Yet the Church does challenge the secularist conventional wisdom about sex. Indeed, it has done so from the start. Sex is a very good thing, it says, but only when and if used within a framework of rational, moral restraint. Otherwise sex is at risk of becoming a destructive force — as in fact has happened in these latter days of Western secularism.

The disastrous consequences of denying this fundamental Christian insight about sex are overwhelmingly apparent today. Yet the secular culture has never chosen to acknowledge them, and — heaven knows! — it isn’t about to do so now.
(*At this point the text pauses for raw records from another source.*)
//! Google Gemini `generateContent` backend.

use async_trait::async_trait;
use reqwest::Client;
use secrecy::{ExposeSecret, SecretString};
use serde::{Deserialize, Serialize};

use crate::coach::prompted::{CompletionBackend, Prompt, snippet};
use crate::error::CoachError;

const PROVIDER_NAME: &str = "gemini";
const API_BASE: &str = "https://generativelanguage.googleapis.com/v1beta/models";

pub struct GeminiBackend {
    client: Client,
    api_key: SecretString,
    model: String,
}

impl GeminiBackend {
    pub fn new(client: Client, api_key: SecretString, model: impl Into<String>) -> Self {
        Self {
            client,
            api_key,
            model: model.into(),
        }
    }

    fn api_url(&self) -> String {
        format!("{}/{}:generateContent", API_BASE, self.model)
    }
}

#[derive(Debug, Serialize)]
#[serde(rename_all = "camelCase")]
struct GenerateRequest<'a> {
    contents: Vec<Content<'a>>,
    generation_config: GenerationConfig,
}

#[derive(Debug, Serialize)]
struct Content<'a> {
    role: &'static str,
    parts: Vec<Part<'a>>,
}

#[derive(Debug, Serialize)]
struct Part<'a> {
    text: &'a str,
}

#[derive(Debug, Serialize)]
#[serde(rename_all = "camelCase")]
struct GenerationConfig {
    temperature: f32,
    #[serde(skip_serializing_if = "Option::is_none")]
    max_output_tokens: Option<u32>,
}

#[derive(Debug, Deserialize)]
struct GenerateResponse {
    #[serde(default)]
    candidates: Vec<Candidate>,
}

#[derive(Debug, Deserialize)]
struct Candidate {
    content: Option<CandidateContent>,
}

#[derive(Debug, Deserialize)]
struct CandidateContent {
    #[serde(default)]
    parts: Vec<CandidatePart>,
}

#[derive(Debug, Deserialize)]
struct CandidatePart {
    #[serde(default)]
    text: Option<String>,
}

impl GenerateResponse {
    fn first_text(self) -> Option<String> {
        self.candidates
            .into_iter()
            .next()?
            .content?
            .parts
            .into_iter()
            .find_map(|p| p.text)
    }
}

#[async_trait]
impl CompletionBackend for GeminiBackend {
    fn name(&self) -> &str {
        PROVIDER_NAME
    }

    async fn complete(&self, prompt: &Prompt) -> Result<String, CoachError> {
        // Instructions lead the single user turn.
        let text = match &prompt.system {
            Some(system) => format!("{system}\n\n{}", prompt.user),
            None => prompt.user.clone(),
        };
        let body = GenerateRequest {
            contents: vec![Content {
                role: "user",
                parts: vec![Part { text: &text }],
            }],
            generation_config: GenerationConfig {
                temperature: prompt.temperature,
                max_output_tokens: prompt.max_tokens,
            },
        };

        tracing::debug!(model = %self.model, "Sending Gemini generateContent");

        let response = self
            .client
            .post(self.api_url())
            .query(&[("key", self.api_key.expose_secret())])
            .json(&body)
            .send()
            .await
            .map_err(|e| CoachError::RequestFailed {
                provider: PROVIDER_NAME.to_string(),
                reason: e.without_url().to_string(),
            })?;

        let status = response.status();
        let raw = response.text().await.map_err(|e| CoachError::RequestFailed {
            provider: PROVIDER_NAME.to_string(),
            reason: e.without_url().to_string(),
        })?;
        if !status.is_success() {
            return Err(match status.as_u16() {
                400 if raw.contains("API_KEY_INVALID") => CoachError::AuthFailed {
                    provider: PROVIDER_NAME.to_string(),
                },
                401 | 403 => CoachError::AuthFailed {
                    provider: PROVIDER_NAME.to_string(),
                },
                429 => CoachError::RateLimited {
                    provider: PROVIDER_NAME.to_string(),
                },
                _ => CoachError::RequestFailed {
                    provider: PROVIDER_NAME.to_string(),
                    reason: format!("HTTP {}: {}", status, snippet(&raw)),
                },
            });
        }

        let parsed: GenerateResponse =
            serde_json::from_str(&raw).map_err(|e| CoachError::InvalidResponse {
                provider: PROVIDER_NAME.to_string(),
                reason: format!("JSON parse error: {}. Raw: {}", e, snippet(&raw)),
            })?;
        parsed.first_text().ok_or_else(|| CoachError::InvalidResponse {
            provider: PROVIDER_NAME.to_string(),
            reason: "no candidate text".to_string(),
        })
    }
}

#[cfg(test)]
mod tests {
    use super::*;

    #[test]
    fn url_names_model() {
        let backend = GeminiBackend::new(
            Client::new(),
            SecretString::from("k".to_string()),
            "gemini-1.5-flash",
        );
        assert_eq!(
            backend.api_url(),
            "https://generativelanguage.googleapis.com/v1beta/models/gemini-1.5-flash:generateContent"
        );
    }

    #[test]
    fn request_uses_generation_config() {
        let body = GenerateRequest {
            contents: vec![Content {
                role: "user",
                parts: vec![Part { text: "hello" }],
            }],
            generation_config: GenerationConfig {
                temperature: 0.2,
                max_output_tokens: Some(200),
            },
        };
        let json = serde_json::to_value(&body).unwrap();
        assert_eq!(json["generationConfig"]["maxOutputTokens"], 200);
        assert_eq!(json["contents"][0]["parts"][0]["text"], "hello");
    }

    #[test]
    fn first_text_walks_candidates() {
        let parsed: GenerateResponse = serde_json::from_str(
            r#"{"candidates":[{"content":{"parts":[{"text":"{\"ok\":true}"}]}}]}"#,
        )
        .unwrap();
        assert_eq!(parsed.first_text().as_deref(), Some("{\"ok\":true}"));

        let empty: GenerateResponse = serde_json::from_str("{}").unwrap();
        assert!(empty.first_text().is_none());
    }
}
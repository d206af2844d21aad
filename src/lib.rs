//! CRM pain-points survey service.
//!
//! A multi-step survey about CRM frustrations with answer coaching,
//! drop-off telemetry and an admin reporting surface.
//!
//! - [`survey`]: the navigation state machine that drives a respondent
//!   through the schema, used by both the HTTP client and the terminal wizard
//! - [`coach`]: answer validation and suggestions from an ordered list of
//!   LLM providers with a local heuristic fallback
//! - [`responses`] and [`telemetry`]: submission log and funnel events
//! - [`reports`]: admin summaries, CSV export and step analytics
//! - [`web`]: the axum server and a client for it

pub mod bootstrap;
pub mod cli;
pub mod coach;
pub mod config;
pub mod db;
pub mod error;
pub mod logging;
pub mod reports;
pub mod responses;
pub mod schema;
pub mod survey;
pub mod telemetry;
pub mod web;

pub use config::Config;
pub use error::{Error, Result};
pub use schema::{SurveySchema, crm_pain_points};
pub use survey::SurveySession;
//! Serializable respondent draft and the reducer that drives it.

use std::collections::BTreeMap;
use std::sync::LazyLock;

use regex::Regex;
use serde::{Deserialize, Serialize};

use crate::error::SubmitError;
use crate::schema::{AnswerValue, Answers, Question, SurveySchema};
use crate::survey::navigation::{
    Backward, Cursor, Forward, Stage, forward_target, is_skippable, skip_hidden, structural_back,
};

static EMAIL_PATTERN: LazyLock<Regex> = LazyLock::new(|| Regex::new(r"^.+@.+$").unwrap());

/// Identity fields collected on the intro screen.
#[derive(Debug, Clone, Default, PartialEq, Eq, Serialize, Deserialize)]
pub struct Respondent {
    pub name: String,
    pub email: String,
    #[serde(default)]
    pub company: String,
}

impl Respondent {
    /// Name present and email shaped like `something@something`.
    pub fn check(&self) -> Result<(), SubmitError> {
        check_identity(&self.name, &self.email)
    }
}

/// Submission-time identity check shared by the wizard and the gateway.
pub fn check_identity(name: &str, email: &str) -> Result<(), SubmitError> {
    if name.trim().is_empty() || email.trim().is_empty() {
        return Err(SubmitError::MissingIdentity);
    }
    if !EMAIL_PATTERN.is_match(email.trim()) {
        return Err(SubmitError::InvalidEmail);
    }
    Ok(())
}

/// Two-strike state of a single question.
#[derive(Debug, Clone, Copy, PartialEq, Eq, Default, Serialize, Deserialize)]
#[serde(rename_all = "snake_case")]
pub enum WarnState {
    #[default]
    Unwarned,
    /// The respondent has seen one warning; the next Next proceeds.
    Warned,
}

/// Everything needed to restore a respondent's place in the survey.
#[derive(Debug, Clone, Default, PartialEq, Serialize, Deserialize)]
#[serde(rename_all = "camelCase")]
pub struct DraftState {
    pub respondent: Respondent,
    #[serde(default)]
    pub answers: Answers,
    #[serde(default)]
    pub ratings: BTreeMap<String, u8>,
    #[serde(default)]
    pub stage: Stage,
    #[serde(default)]
    pub history: Vec<Cursor>,
    #[serde(default)]
    pub warnings: BTreeMap<String, WarnState>,
    #[serde(default)]
    pub messages: BTreeMap<String, Vec<String>>,
    #[serde(default)]
    pub ack: Option<String>,
}

impl DraftState {
    pub fn cursor(&self) -> Option<Cursor> {
        match self.stage {
            Stage::Section(cursor) => Some(cursor),
            Stage::Intro | Stage::Completed => None,
        }
    }

    pub fn warn_state(&self, question_id: &str) -> WarnState {
        self.warnings.get(question_id).copied().unwrap_or_default()
    }

    /// The active question of a sequential section.
    pub fn current_question<'s>(&self, schema: &'s SurveySchema) -> Option<&'s Question> {
        let cursor = self.cursor()?;
        let section = schema.section(cursor.section)?;
        if section.is_table() {
            return None;
        }
        section.questions().get(cursor.question)
    }

    pub fn messages_for(&self, question_id: &str) -> &[String] {
        self.messages
            .get(question_id)
            .map(Vec::as_slice)
            .unwrap_or_default()
    }

    /// Answers as plain JSON, the shape stored with a submission.
    pub fn answers_json(&self) -> BTreeMap<String, serde_json::Value> {
        self.answers
            .iter()
            .map(|(k, v)| (k.clone(), v.to_json()))
            .collect()
    }
}

/// Input to [`reduce`].
#[derive(Debug, Clone, PartialEq)]
pub enum DraftEvent {
    SetRespondent(Respondent),
    /// Leave the intro screen.
    Start,
    /// Set (or clear with `None`) an answer.
    Answer {
        question_id: String,
        value: Option<AnswerValue>,
    },
    Rate {
        item_id: String,
        value: u8,
    },
    Warn {
        question_id: String,
    },
    ShowMessages {
        question_id: String,
        messages: Vec<String>,
    },
    Acknowledge(Option<String>),
    /// Structural advance; validation has already happened.
    Forward,
    Back,
    Complete,
    Reset,
}

/// Apply one event. Pure: no I/O, no clocks.
pub fn reduce(schema: &SurveySchema, mut state: DraftState, event: DraftEvent) -> DraftState {
    match event {
        DraftEvent::SetRespondent(respondent) => {
            state.respondent = respondent;
        }
        DraftEvent::Start => {
            if state.stage == Stage::Intro {
                state.stage = enter(schema, Cursor::default(), &state.answers);
            }
        }
        DraftEvent::Answer { question_id, value } => {
            match value {
                Some(value) => {
                    state.answers.insert(question_id.clone(), value);
                }
                None => {
                    state.answers.remove(&question_id);
                }
            }
            state.messages.remove(&question_id);
            if let Stage::Section(cursor) = state.stage {
                state.stage = Stage::Section(skip_hidden(schema, cursor, &state.answers));
            }
        }
        DraftEvent::Rate { item_id, value } => {
            let in_scale = schema
                .sections
                .iter()
                .find(|s| s.rating_items().iter().any(|i| i.id == item_id))
                .and_then(|s| s.rating_scale())
                .is_some_and(|(min, max)| (min..=max).contains(&value));
            if in_scale {
                state.ratings.insert(item_id, value);
            }
        }
        DraftEvent::Warn { question_id } => {
            state.warnings.insert(question_id, WarnState::Warned);
        }
        DraftEvent::ShowMessages {
            question_id,
            messages,
        } => {
            if messages.is_empty() {
                state.messages.remove(&question_id);
            } else {
                state.messages.insert(question_id, messages);
            }
        }
        DraftEvent::Acknowledge(ack) => {
            state.ack = ack;
        }
        DraftEvent::Forward => match state.stage {
            Stage::Intro => {
                state.stage = enter(schema, Cursor::default(), &state.answers);
            }
            Stage::Section(cursor) => {
                if let Forward::To(next) = forward_target(schema, cursor) {
                    state.history.push(cursor);
                    state.stage = Stage::Section(skip_hidden(schema, next, &state.answers));
                }
            }
            Stage::Completed => {}
        },
        DraftEvent::Back => {
            if let Stage::Section(cursor) = state.stage {
                state.stage = back(schema, &mut state.history, cursor, &state.answers);
            }
        }
        DraftEvent::Complete => {
            state.stage = Stage::Completed;
            state.history.clear();
            state.messages.clear();
        }
        DraftEvent::Reset => {
            state = DraftState::default();
        }
    }
    state
}

fn enter(schema: &SurveySchema, cursor: Cursor, answers: &Answers) -> Stage {
    if schema.sections.is_empty() {
        return Stage::Intro;
    }
    Stage::Section(skip_hidden(schema, cursor, answers))
}

fn back(
    schema: &SurveySchema,
    history: &mut Vec<Cursor>,
    cursor: Cursor,
    answers: &Answers,
) -> Stage {
    while let Some(previous) = history.pop() {
        if !is_skippable(schema, previous, answers) {
            return Stage::Section(previous);
        }
    }
    match structural_back(schema, cursor, answers) {
        Backward::To(previous) => Stage::Section(previous),
        Backward::Intro => Stage::Intro,
    }
}

#[cfg(test)]
mod tests {
    use super::*;
    use crate::schema::{NO_CRM, crm_pain_points};
    use pretty_assertions::assert_eq;

    fn apply(schema: &SurveySchema, state: DraftState, events: Vec<DraftEvent>) -> DraftState {
        events
            .into_iter()
            .fold(state, |state, event| reduce(schema, state, event))
    }

    fn answer(id: &str, value: impl Into<AnswerValue>) -> DraftEvent {
        DraftEvent::Answer {
            question_id: id.to_string(),
            value: Some(value.into()),
        }
    }

    #[test]
    fn identity_check_matches_submission_rules() {
        assert!(check_identity("Ada", "ada@example.com").is_ok());
        assert!(matches!(
            check_identity(" ", "ada@example.com"),
            Err(SubmitError::MissingIdentity)
        ));
        assert!(matches!(
            check_identity("Ada", "ada.example.com"),
            Err(SubmitError::InvalidEmail)
        ));
    }

    #[test]
    fn start_enters_first_question() {
        let schema = crm_pain_points();
        let state = reduce(&schema, DraftState::default(), DraftEvent::Start);
        assert_eq!(state.stage, Stage::Section(Cursor::default()));
        assert!(state.history.is_empty());
    }

    #[test]
    fn back_from_first_question_returns_to_intro() {
        let schema = crm_pain_points();
        let state = apply(
            &schema,
            DraftState::default(),
            vec![DraftEvent::Start, DraftEvent::Back],
        );
        assert_eq!(state.stage, Stage::Intro);
        let state = reduce(&schema, state, DraftEvent::Back);
        assert_eq!(state.stage, Stage::Intro);
    }

    #[test]
    fn forward_then_back_restores_cursor() {
        let schema = crm_pain_points();
        let state = apply(
            &schema,
            DraftState::default(),
            vec![DraftEvent::Start, answer("nps", 7.0), DraftEvent::Forward],
        );
        assert_eq!(state.cursor().map(|c| c.question), Some(1));
        assert_eq!(state.history, vec![Cursor::default()]);

        let state = reduce(&schema, state, DraftEvent::Back);
        assert_eq!(state.stage, Stage::Section(Cursor::default()));
        assert!(state.history.is_empty());
    }

    #[test]
    fn answering_no_crm_skips_forward_and_back() {
        let schema = crm_pain_points();
        let state = apply(
            &schema,
            DraftState::default(),
            vec![
                DraftEvent::Start,
                answer("nps", 4.0),
                DraftEvent::Forward,
                answer("current_crm", NO_CRM),
            ],
        );
        // Back pops nps, which is now hidden, and falls through to intro.
        let backed = reduce(&schema, state.clone(), DraftEvent::Back);
        assert_eq!(backed.stage, Stage::Intro);

        // Forward through the section never rests on licenses_count.
        let mut state = apply(
            &schema,
            state,
            vec![
                answer("primary_role", "marketing"),
                DraftEvent::Forward,
                DraftEvent::Forward,
                answer("seniority", "team_lead"),
                DraftEvent::Forward,
            ],
        );
        assert_eq!(
            state.current_question(&schema).map(|q| q.id.as_str()),
            Some("active_users")
        );
        state = reduce(&schema, state, DraftEvent::Forward);
        assert_eq!(
            state.current_question(&schema).map(|q| q.id.as_str()),
            Some("top_metrics")
        );
    }

    #[test]
    fn rate_ignores_out_of_scale_values() {
        let schema = crm_pain_points();
        let state = apply(
            &schema,
            DraftState::default(),
            vec![
                DraftEvent::Rate {
                    item_id: "mobile_app".into(),
                    value: 9,
                },
                DraftEvent::Rate {
                    item_id: "calling".into(),
                    value: 4,
                },
            ],
        );
        assert_eq!(state.ratings.get("mobile_app"), None);
        assert_eq!(state.ratings.get("calling"), Some(&4));
    }

    #[test]
    fn forward_at_last_step_is_noop() {
        let schema = crm_pain_points();
        let last = schema.sections.len() - 1;
        let state = DraftState {
            stage: Stage::Section(Cursor {
                question: 1,
                ..Cursor::start_of(last)
            }),
            ..DraftState::default()
        };
        let next = reduce(&schema, state.clone(), DraftEvent::Forward);
        assert_eq!(next, state);
    }

    #[test]
    fn draft_round_trips_through_json() {
        let schema = crm_pain_points();
        let state = apply(
            &schema,
            DraftState::default(),
            vec![
                DraftEvent::SetRespondent(Respondent {
                    name: "Ada".into(),
                    email: "ada@example.com".into(),
                    company: String::new(),
                }),
                DraftEvent::Start,
                answer("nps", 9.0),
                DraftEvent::Warn {
                    question_id: "top_metrics".into(),
                },
                DraftEvent::Forward,
            ],
        );
        let json = serde_json::to_string(&state).unwrap();
        let restored: DraftState = serde_json::from_str(&json).unwrap();
        assert_eq!(restored, state);
        assert_eq!(restored.warn_state("top_metrics"), WarnState::Warned);
        assert_eq!(restored.warn_state("crm_love"), WarnState::Unwarned);
    }
}
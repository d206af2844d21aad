//! HTTP surface: the survey API, coaching proxy, telemetry intake and the
//! cookie-protected admin views, plus a client for talking to it.

pub mod auth;
pub mod client;
pub mod handlers;
pub mod server;
pub mod types;

pub use auth::AdminAuth;
pub use client::GatewayClient;
pub use server::{GatewayState, build_router, start_server};
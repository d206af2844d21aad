//! Respondent-side survey engine.
//!
//! State lives in a serializable [`DraftState`] advanced by the pure
//! [`reduce`] function. [`SurveySession`] wraps it with coaching, draft
//! persistence, telemetry and submission.

pub mod draft;
pub mod navigation;
pub mod persist;
pub mod session;
pub mod validation;
pub mod view;

pub use draft::{DraftEvent, DraftState, Respondent, WarnState, check_identity, reduce};
pub use navigation::{Cursor, Stage, progress};
pub use persist::{DraftStore, FileDraftStore, MemoryDraftStore, PersistedDraft};
pub use session::{NextOutcome, StepToken, SurveySession};
pub use validation::{Verdict, acknowledge, evaluate};
pub use view::{Screen, View, context_prefix, view};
No doubt the Pope can stand up under the hammering he’s gotten — and can expect to get all over again next time he says something about sex that the secularists don’t like. The backbone issue doesn’t pertain to him but to us. For we are the ones who have to suffer the sneers directed at us by the entertainers, journalists, and chatty academics of our talking heads culture.

And in fact not all Catholics are able to handle this browbeating. More than 40 years ago, for example, many defections occurred in response to the pronouncement by an earlier Pope — Paul VI — that, as the Church had taught all along, artificial birth control was indeed morally wrong. Catholic teaching on sexual morality remains a source of scandal for many of the Church’s nominal members — to say nothing of former members — today.

But take courage. Christianity faced an even tougher challenge two millennia ago in the context of the pagan Roman Empire. Then it had less access to the machinery of opinion formation than it does now. Yet the Church not only survived but prevailed, as it has continued to do amid the ups and downs of history ever since.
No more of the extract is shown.